A feature that can help you set out on walks with good navigation is Google Maps’ Live View. This lets you use augmented reality (AR) technology to see real-time navigation: beyond the directions you see on your map, you are able to see directions in your live view through your camera, overlaying instructions with your real view. This feature is very useful for travel and new areas, since it gives you navigational insights for walking that go beyond a 2D map.

To use Live View, search for a location on Google Maps, then tap “Directions.” Once the route appears, tap “Walk,” then tap “Live View” in the navigation options. You will be prompted to point your camera at things like buildings, stores, and signs around you, so Google Maps can analyze your surroundings and give you accurate directions.

Download maps offline

Google Maps without an internet connection

Whether you’re on a hiking trip in a low-connectivity area or want offline maps for your favorite walking destinations, having specific map routes downloaded can be a great help. Google Maps lets you download maps to your device while you’re connected to Wi-Fi or mobile data, and use them when your device is offline.

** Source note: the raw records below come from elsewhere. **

//! Client Credentials Grant
//!
//! RFC 6749 Section 4.4. The client requests a token for itself; client
//! authentication travels out-of-band (HTTP Basic or an extension), so the
//! form body carries only the grant type and an optional scope. The token
//! endpoint answers with `crate::token::AccessTokenResponse` or
//! `crate::token::AccessTokenErrorResponse`; no refresh token is issued for
//! this grant.

use tracing::trace;
use url::Url;

use crate::ext::AccessTokenRequestExtension;
use crate::http::HttpRequest;
use crate::optional::Optional;
use crate::params::ParameterCollection;

/// The fixed grant type.
pub const GRANT_TYPE: &str = "client_credentials";

/// An access token request, encoded as a form POST to the token endpoint.
#[derive(Debug, Default)]
pub struct AccessTokenRequest {
    /// The requested scope of the access token.
    pub scope: Optional<Vec<String>>,
    /// Extensions contributing additional parameters, applied in order.
    pub extensions: Vec<Box<dyn AccessTokenRequestExtension>>,
}

impl AccessTokenRequest {
    /// Create an empty request.
    pub fn new() -> Self {
        Self::default()
    }

    /// Build the HTTP request for the given token endpoint.
    pub fn to_request(&self, token_endpoint: &Url) -> HttpRequest {
        let mut params = ParameterCollection::new();
        params.push("grant_type", GRANT_TYPE);
        params.push_optional_list("scope", &self.scope);

        for extension in &self.extensions {
            extension.add_parameters(&mut params);
        }

        trace!(endpoint = %token_endpoint, "built access token request");
        HttpRequest::post_form(token_endpoint.clone(), params.to_form_body())
    }
}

For Android, open Google Maps and search for a specific place or location. In the placesheet, swipe right, then tap More > Download offline map > Download. For iPhone, search for a location on Google Maps, then, at the bottom of your screen, tap the name or address of the place. Tap More > Download offline map > Download.

After you download an area, use Google Maps as you normally would. If you go offline, your offline maps will guide you to your destination as long as the entire route is within the offline map.

Enable Detailed Voice Guidance

Get better instructions

Voice guidance is a basic yet powerful navigation tool that can come in handy during walks in unfamiliar locations and can be used to ensure your journey is on the right path. To ensure guidance audio is enabled, go to your Google Maps profile (upper right corner), then tap Settings > Navigation > Sound and Voice. Here, tap “Unmute” on “Guidance Audio.”

Apart from this, you can also use Google Assistant to help you along your journey, asking questions about your destination, nearby sights, detours, additional stops, etc. To use this feature on iPhone, map a walking route to a destination, then tap the mic icon in the upper-right corner. For Android, you can also say “Hey Google” after mapping your destination to activate the assistant.

Voice guidance is handy for both new and old places, like when you’re running errands and need to navigate hands-free.

Add multiple stops

Keep your trip going

If you walk regularly to run errands, Google Maps has a simple yet effective feature that can help you plan your route in a better way. With Maps’ multiple stop feature, you can add several stops between your current and final destination to minimize any wasted time and unnecessary detours.

To add multiple stops on Google Maps, search for a destination, then tap “Directions.” Select the walking option, then click the three dots on top (next to “Your Location”), and tap “Edit Stops.” You can now add a stop by searching for it and tapping “Add Stop,” and swap the stops at your convenience. Repeat this process by tapping “Add Stops” until your route is complete, then tap “Start” to begin your journey.

You can add up to ten stops in a single route on both mobile and desktop, and use the journey for multiple modes (walking, driving, and cycling) except public transport and flights. I find this Google Maps feature to be an essential tool for travel to walkable cities, especially when I’m planning a route I am unfamiliar with.


More to discover

A new feature to keep an eye out for, especially if you use Google Maps for walking and cycling, is Google’s Gemini boost, which will allow you to navigate hands-free and get real-time information about your journey. This feature has been rolling out for both Android and iOS users.